Signs that you're at LeakyCon, America's biggest Harry Potter convention:
• It's last weekend. And you're in Chicago, at the Hilton.
• There are lots of people around you wearing robes. Not bathrobes or dressing gowns. Proper wizarding robes.
• Also, there are lots of people using phrases like “proper wizarding robes.”
• And carrying magic wands. Seriously, wands. There are more people carrying wands than carrying purses. They're gesturing with them, tucking them into their ponytails and waistbands. They're even carrying them on the dance floor...
• There is a dance floor. There are concerts every night — wizard rock concerts. What is wizard rock? If you're asking that question, it's a sign that you're not at LeakyCon. If you're at LeakyCon, you already know wrock is a genre of music entirely inspired by the Harry Potter books. You probably listen to a lot of wizard rock. You probably freaked out and started waving your wand around when the Whomping Willows came on stage and sang “Draco and Harry.”

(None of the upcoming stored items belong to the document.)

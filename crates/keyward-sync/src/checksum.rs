use std::{
    fs, io,
    path::{Path, PathBuf},
};

use sha2::{Digest, Sha256};

/// Uppercase hex SHA-256 of a file's contents.
pub fn file_hash(path: &Path) -> io::Result<String> {
    let bytes = fs::read(path)?;
    Ok(hex::encode_upper(Sha256::digest(&bytes)))
}

/// `<install_path>/<script file name>.hash`
pub fn hash_record_path(install_path: &Path, script: &Path) -> PathBuf {
    let name = script
        .file_name()
        .map(|n| n.to_string_lossy().into_owned())
        .unwrap_or_default();
    install_path.join(format!("{name}.hash"))
}

/// True only when both files exist and the stored hash equals the current
/// content hash exactly (case and whitespace sensitive).
pub fn matches(file: &Path, hash_file: &Path) -> bool {
    if !file.exists() || !hash_file.exists() {
        return false;
    }
    let (Ok(current), Ok(stored)) = (file_hash(file), fs::read_to_string(hash_file)) else {
        return false;
    };
    current == stored
}
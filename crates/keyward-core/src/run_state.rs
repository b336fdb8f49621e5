use std::{convert::Infallible, fmt, str::FromStr};

/// Current phase of the external convergence engine.
#[derive(Debug, Clone, PartialEq, Eq)]
pub enum RunState {
    Idle,
    Busy,
    PendingReboot,
    PendingConfiguration,
    /// Any state name this crate does not model explicitly.
    Other(String),
}

impl RunState {
    /// Only `Idle` and `PendingConfiguration` allow a new configuration run.
    pub fn is_safe(&self) -> bool {
        matches!(self, RunState::Idle | RunState::PendingConfiguration)
    }
}

impl FromStr for RunState {
    type Err = Infallible;

    fn from_str(s: &str) -> Result<Self, Self::Err> {
        let trimmed = s.trim();
        Ok(match trimmed.to_ascii_lowercase().as_str() {
            "idle" => RunState::Idle,
            "busy" => RunState::Busy,
            "pendingreboot" => RunState::PendingReboot,
            "pendingconfiguration" => RunState::PendingConfiguration,
            _ => RunState::Other(trimmed.to_string()),
        })
    }
}

impl fmt::Display for RunState {
    fn fmt(&self, f: &mut fmt::Formatter<'_>) -> fmt::Result {
        match self {
            RunState::Idle => write!(f, "Idle"),
            RunState::Busy => write!(f, "Busy"),
            RunState::PendingReboot => write!(f, "PendingReboot"),
            RunState::PendingConfiguration => write!(f, "PendingConfiguration"),
            RunState::Other(name) => write!(f, "{name}"),
        }
    }
}
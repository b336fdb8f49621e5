use std::{
    path::{Path, PathBuf},
    process::Output,
};

use anyhow::{bail, Context, Result};
use async_trait::async_trait;
use keyward_core::run_state::RunState;
use tokio::process::Command;
use tracing::{debug, instrument};

use crate::{RunStateSource, ScriptRunner, SourceRefresher};

/// Queries run state by executing a command and parsing its stdout.
pub struct CommandRunStateSource {
    program: String,
    args: Vec<String>,
}

impl CommandRunStateSource {
    pub fn new(program: impl Into<String>, args: Vec<String>) -> Self {
        Self {
            program: program.into(),
            args,
        }
    }

    /// Build from a single whitespace-separated command line.
    pub fn from_command_line(line: &str) -> Result<Self> {
        let mut parts = line.split_whitespace().map(str::to_string);
        let program = parts.next().context("state command is empty")?;
        Ok(Self::new(program, parts.collect()))
    }
}

#[async_trait]
impl RunStateSource for CommandRunStateSource {
    #[instrument(skip_all, fields(program = %self.program))]
    async fn current_state(&self) -> Result<RunState> {
        let mut cmd = Command::new(&self.program);
        cmd.args(&self.args);
        let output = run_checked(cmd, "run state query").await?;
        let stdout = String::from_utf8_lossy(&output.stdout);
        let state: RunState = stdout.parse().unwrap_or_else(|never| match never {});
        debug!(%state, "run state read");
        Ok(state)
    }
}

/// Pulls the latest commits into a local git clone.
pub struct GitRefresher {
    repository: PathBuf,
}

impl GitRefresher {
    pub fn new(repository: impl Into<PathBuf>) -> Self {
        Self {
            repository: repository.into(),
        }
    }
}

#[async_trait]
impl SourceRefresher for GitRefresher {
    #[instrument(skip_all, fields(repository = %self.repository.display()))]
    async fn refresh(&self) -> Result<()> {
        let mut cmd = Command::new("git");
        cmd.arg("-C").arg(&self.repository).arg("pull");
        run_checked(cmd, "git pull").await?;
        Ok(())
    }
}

/// Runs the configuration script, directly or through an interpreter.
pub struct CommandScriptRunner {
    interpreter: Option<String>,
    args: Vec<String>,
}

impl CommandScriptRunner {
    /// Execute the script file itself.
    pub fn direct() -> Self {
        Self {
            interpreter: None,
            args: Vec::new(),
        }
    }

    /// Execute `<interpreter> <args...> <script>`.
    pub fn with_interpreter(interpreter: impl Into<String>, args: Vec<String>) -> Self {
        Self {
            interpreter: Some(interpreter.into()),
            args,
        }
    }
}

#[async_trait]
impl ScriptRunner for CommandScriptRunner {
    #[instrument(skip_all, fields(script = %script.display()))]
    async fn run(&self, script: &Path) -> Result<()> {
        let cmd = match &self.interpreter {
            Some(interpreter) => {
                let mut cmd = Command::new(interpreter);
                cmd.args(&self.args).arg(script);
                cmd
            }
            None => Command::new(script),
        };
        run_checked(cmd, "configuration script").await?;
        Ok(())
    }
}

async fn run_checked(mut cmd: Command, what: &str) -> Result<Output> {
    let output = cmd
        .output()
        .await
        .with_context(|| format!("failed to launch {what}"))?;
    if !output.status.success() {
        let stderr = String::from_utf8_lossy(&output.stderr);
        bail!("{what} exited with {}: {}", output.status, stderr.trim());
    }
    Ok(output)
}
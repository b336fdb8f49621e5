use std::{
    fmt,
    sync::{Arc, Mutex},
};

use sha2::{Digest, Sha256};
use thiserror::Error;
use zeroize::Zeroizing;

/// Errors produced while locating certificates or using their keys.
#[derive(Debug, Error, PartialEq, Eq)]
pub enum CertificateError {
    /// No certificate matched the identifier.
    #[error("certificate not found: {identifier}")]
    NotFound { identifier: String },
    /// Certificate is present but its private key cannot be used.
    #[error("private key unavailable for certificate {thumbprint}")]
    KeyAccessDenied { thumbprint: String },
    /// Payload exceeds what the asymmetric wrap accepts.
    #[error("wrap payload of {len} bytes exceeds maximum of {max}")]
    KeyTooLarge { len: usize, max: usize },
    /// Asymmetric encryption failed.
    #[error("key wrap failed: {reason}")]
    Wrap { reason: String },
    /// Asymmetric decryption failed (wrong key or corrupted data).
    #[error("key unwrap failed: {reason}")]
    Unwrap { reason: String },
    /// Underlying store failure.
    #[error("certificate store failure: {reason}")]
    Store { reason: String },
}

/// An asymmetric certificate: subject name, public key and, when the store
/// grants it, the private key.
#[derive(Clone)]
pub struct Certificate {
    subject: String,
    public_key: [u8; 32],
    private_key: Option<Zeroizing<[u8; 32]>>,
}

impl Certificate {
    pub fn new(
        subject: impl Into<String>,
        public_key: [u8; 32],
        private_key: Option<[u8; 32]>,
    ) -> Self {
        Self {
            subject: normalize_subject(subject.into()),
            public_key,
            private_key: private_key.map(Zeroizing::new),
        }
    }

    pub fn subject(&self) -> &str {
        &self.subject
    }

    pub fn public_key(&self) -> &[u8; 32] {
        &self.public_key
    }

    pub fn private_key(&self) -> Option<&[u8; 32]> {
        self.private_key.as_deref()
    }

    pub fn has_private_key(&self) -> bool {
        self.private_key.is_some()
    }

    /// Uppercase hex SHA-256 of the public key.
    pub fn thumbprint(&self) -> String {
        hex::encode_upper(Sha256::digest(self.public_key))
    }

    /// Copy of this certificate carrying only the public half.
    pub fn public_only(&self) -> Self {
        Self {
            subject: self.subject.clone(),
            public_key: self.public_key,
            private_key: None,
        }
    }

    /// True when `identifier` names this certificate by thumbprint
    /// (case-insensitive), full subject, or bare common name.
    pub fn matches(&self, identifier: &str) -> bool {
        let identifier = identifier.trim();
        if identifier.is_empty() {
            return false;
        }
        identifier.eq_ignore_ascii_case(&self.thumbprint())
            || self.subject == identifier
            || self.subject == format!("CN={identifier}")
    }
}

impl fmt::Debug for Certificate {
    fn fmt(&self, f: &mut fmt::Formatter<'_>) -> fmt::Result {
        f.debug_struct("Certificate")
            .field("subject", &self.subject)
            .field("thumbprint", &self.thumbprint())
            .field("has_private_key", &self.has_private_key())
            .finish()
    }
}

fn normalize_subject(subject: String) -> String {
    let trimmed = subject.trim();
    if trimmed.starts_with("CN=") {
        trimmed.to_string()
    } else {
        format!("CN={trimmed}")
    }
}

/// Read-only certificate lookup (file-backed in production; memory in tests).
pub trait CertificateStore: Send + Sync {
    /// Locate a certificate by subject name or thumbprint.
    fn find(&self, identifier: &str) -> Result<Certificate, CertificateError>;
}

/// In-memory certificate store for tests and ephemeral sessions.
#[derive(Debug, Default, Clone)]
pub struct InMemoryCertificateStore {
    inner: Arc<Mutex<Vec<Certificate>>>,
}

impl InMemoryCertificateStore {
    pub fn new() -> Self {
        Self::default()
    }

    pub fn insert(&self, certificate: Certificate) -> Result<(), CertificateError> {
        let mut certs = self.inner.lock().map_err(|err| CertificateError::Store {
            reason: format!("lock poisoned: {err}"),
        })?;
        certs.retain(|c| c.thumbprint() != certificate.thumbprint());
        certs.push(certificate);
        Ok(())
    }

    pub fn remove(&self, identifier: &str) -> Result<(), CertificateError> {
        let mut certs = self.inner.lock().map_err(|err| CertificateError::Store {
            reason: format!("lock poisoned: {err}"),
        })?;
        certs.retain(|c| !c.matches(identifier));
        Ok(())
    }
}

impl CertificateStore for InMemoryCertificateStore {
    fn find(&self, identifier: &str) -> Result<Certificate, CertificateError> {
        let certs = self.inner.lock().map_err(|err| CertificateError::Store {
            reason: format!("lock poisoned: {err}"),
        })?;
        certs
            .iter()
            .find(|c| c.matches(identifier))
            .cloned()
            .ok_or_else(|| CertificateError::NotFound {
                identifier: identifier.to_string(),
            })
    }
}
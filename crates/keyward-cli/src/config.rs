use std::{
    ffi::OsString,
    fs,
    path::{Path, PathBuf},
};

use color_eyre::Result;
use dirs::{config_dir, data_dir};
use serde::{Deserialize, Serialize};

/// Environment variable overriding the machine-wide data directory.
pub const HOME_ENV: &str = "KEYWARD_HOME";

/// Machine-level configuration loaded from `~/.config/keyward/config.toml` (platform-specific).
#[derive(Debug, Clone, Deserialize, Serialize, Default, PartialEq, Eq)]
pub struct Config {
    /// Override for the encrypted settings file.
    pub settings_path: Option<PathBuf>,
    /// Directory holding certificate files.
    pub certificate_dir: Option<PathBuf>,
    /// Default certificate (subject or thumbprint) used by `protect`.
    pub certificate: Option<String>,
    /// Configuration sync settings.
    pub sync: Option<SyncConfig>,
}

#[derive(Debug, Clone, Deserialize, Serialize, Default, PartialEq, Eq)]
pub struct SyncConfig {
    /// Where the hash record is kept. Falls back to the `InstallPath` setting.
    pub install_path: Option<PathBuf>,
    /// Local clone of the configuration source. Falls back to `RepositoryPath`.
    pub repository_path: Option<PathBuf>,
    /// Script file inside the repository. Falls back to `ConfigScript`.
    pub script_name: Option<String>,
    pub poll_interval_secs: Option<u64>,
    /// Give up waiting for the convergence engine after this long; unset waits forever.
    pub max_wait_secs: Option<u64>,
    /// Command printing the convergence engine's run state.
    pub state_command: Option<String>,
    pub interpreter: Option<String>,
    #[serde(default)]
    pub interpreter_args: Vec<String>,
}

/// Load config from the default path; if missing, return defaults.
pub fn load() -> Result<Config> {
    let path = default_path()?;
    load_from_path(path)
}

/// Load config from a given path; if missing or empty, return defaults.
pub fn load_from_path(path: impl AsRef<Path>) -> Result<Config> {
    let path = path.as_ref();
    if !path.exists() {
        return Ok(Config::default());
    }
    let contents = fs::read_to_string(path)?;
    if contents.trim().is_empty() {
        return Ok(Config::default());
    }
    let cfg: Config = toml::from_str(&contents)?;
    Ok(cfg)
}

/// Resolve the default config path (platform aware).
pub fn default_path() -> Result<PathBuf> {
    let base = config_dir().ok_or_else(|| color_eyre::eyre::eyre!("no config dir available"))?;
    Ok(base.join("keyward").join("config.toml"))
}

/// Data directory: `$KEYWARD_HOME` when set, else the platform data dir.
pub fn data_home(env_override: Option<OsString>) -> Result<PathBuf> {
    if let Some(home) = env_override.filter(|h| !h.is_empty()) {
        return Ok(PathBuf::from(home));
    }
    let base = data_dir().ok_or_else(|| color_eyre::eyre::eyre!("no data dir available"))?;
    Ok(base.join("keyward"))
}

/// Paths every component is constructed with, resolved once at startup.
#[derive(Debug, Clone, PartialEq, Eq)]
pub struct ResolvedPaths {
    pub settings_path: PathBuf,
    pub certificate_dir: PathBuf,
}

impl Config {
    pub fn resolve_paths(&self, home: &Path) -> ResolvedPaths {
        ResolvedPaths {
            settings_path: self.settings_path.clone().unwrap_or_else(|| {
                home.join(keyward_storage::settings_store::SETTINGS_FILE_NAME)
            }),
            certificate_dir: self
                .certificate_dir
                .clone()
                .unwrap_or_else(|| home.join("certificates")),
        }
    }
}

/// Write the given config to disk, creating parent directories as needed.
/// Leaves an existing file untouched to avoid clobbering user edits.
pub fn write_default_if_missing(config: &Config) -> Result<PathBuf> {
    let path = default_path()?;
    write_to_path_if_missing(config, &path)
}

fn write_to_path_if_missing(config: &Config, path: &Path) -> Result<PathBuf> {
    if path.exists() {
        return Ok(path.to_path_buf());
    }
    if let Some(parent) = path.parent() {
        fs::create_dir_all(parent)?;
    }
    let body = toml::to_string_pretty(config)?;
    fs::write(path, body)?;
    Ok(path.to_path_buf())
}
//! # declassify - bulk Java decompilation orchestrator
//!
//! Drives an external decompiler (Vineflower) across directories, archive
//! containers and single class files with a bounded worker pool, and infers
//! per-unit success from filesystem state because the tool itself gives no
//! reliable machine-readable success signal.
//!
//! ## Quick start
//!
//! ```bash
//! # Decompile every class in a jar
//! declassify app.jar -o sources --decompiler-jar vineflower.jar
//!
//! # Decompile a whole directory tree with 8 workers
//! declassify build/ -o sources -j 8
//! ```

pub mod archive;
pub mod cli;
pub mod config;
pub mod decompiler;
pub mod discover;
pub mod engine;
pub mod model;
pub mod orchestrator;
pub mod task;

pub use cli::{Cli, Output};
pub use config::{DecompilerConfig, DecompilerOptions};
pub use model::{DecompileJob, DecompileResult};

/// Result type alias for declassify operations.
pub type Result<T> = anyhow::Result<T>;

/// Version information.
pub const VERSION: &str = env!("CARGO_PKG_VERSION");
pub const PKG_NAME: &str = env!("CARGO_PKG_NAME");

• Definite sign that you're at LeakyCon: Nobody snickers when you use the phrase “waving your wand around.”
• There are bars at these concerts. With alcohol. But you only ever see people ordering Butterbeer. The bartenders look ready to fall asleep. (You gather that they're not wrock fans.)
• Everyone around you looks about 18, but when you get into conversations, they end up being in their mid-20s and in law school or something. You decide that being a Harry Potter fan is really good for your skin; it keeps you out of the sun.
• You only see two people smoking over the whole four days of the convention. Naturally, they're dressed like Slytherins.
• Lots and lots of people are dressed in costume. There are more than 4,000 fans at the convention, and sometimes it seems like 3,000 of them are dressed like Bellatrix Lestrange.
• There's one guy dressed as Snape — well, actually there are a dozen guys dressed like Snape — but there's one guy dressed like Snape who actually looks just like Snape. People are even calling him “Snape,” as in, “Look, there's Snape, he's throwing away his Coke can. Oh, hey, Snape recycles.”
• You're tired. And hungry. And thirsty. You're getting up early, staying up late and living off bottled water and protein bars because you don't want to miss sessions like “The Ethics of Severus Snape,” “Hagrid and Our Love for Animals” and “Parallels Between Harry Potter and the Arab Spring.”
• There are long lines for everything.
• But nobody is calling them “lines.” They're calling them “queues.”
• And nobody is complaining very much about them. In fact, when really long queues wind past each other, people are giving each other high fives.
• Nobody is complaining very much about anything. When the main bathroom floods, someone slaps a sign on it that says, “The Chamber of Secrets has been opened,” and other people take pictures.
• You start to feel like these are the friendliest people on earth. And not just because so many of them are holding signs that say, “FREE HUGS.” People talk to you in line, in sessions, at the train station ... even when you're wearing your please-don't-talk-to-me face.
• You start to wonder about your please-don't-talk-to-me face — maybe it's broken. Maybe it's always been broken. Maybe you've been wearing a “FREE HUGS” face your whole Hufflepuff life.
That's probably the biggest sign that you're at LeakyCon...
Nobody is cool.
That's not to say that nobody's awesome. Practically everybody is awesome. But nobody is cool. Nobody's over it. You're surrounded by people who really, really love Harry Potter. The books, the world, the stories and music and theater and philanthropy that have grown out of it.
If you're at LeakyCon, you're not worried about being too nerdy or people thinking you're weird because you love Harry Potter so much.
You're at LeakyCon.
You're among friends.
Now that I've told you what LeakyCon is, I feel like I should explain why I was there.
Mostly because I'm a giant Harry Potter nerd. For some reason, I've become an even bigger fan since the end of the books and movies.
But I also have a young adult novel coming out next fall — “Fangirl” — about a University of Nebraska-Lincoln freshman who writes Harry Potter-ish fan fiction. So I wanted to hang out with some actual fangirls, like me, face to face. LeakyCon is as much about being a fan as it is about being a fan of Harry Potter.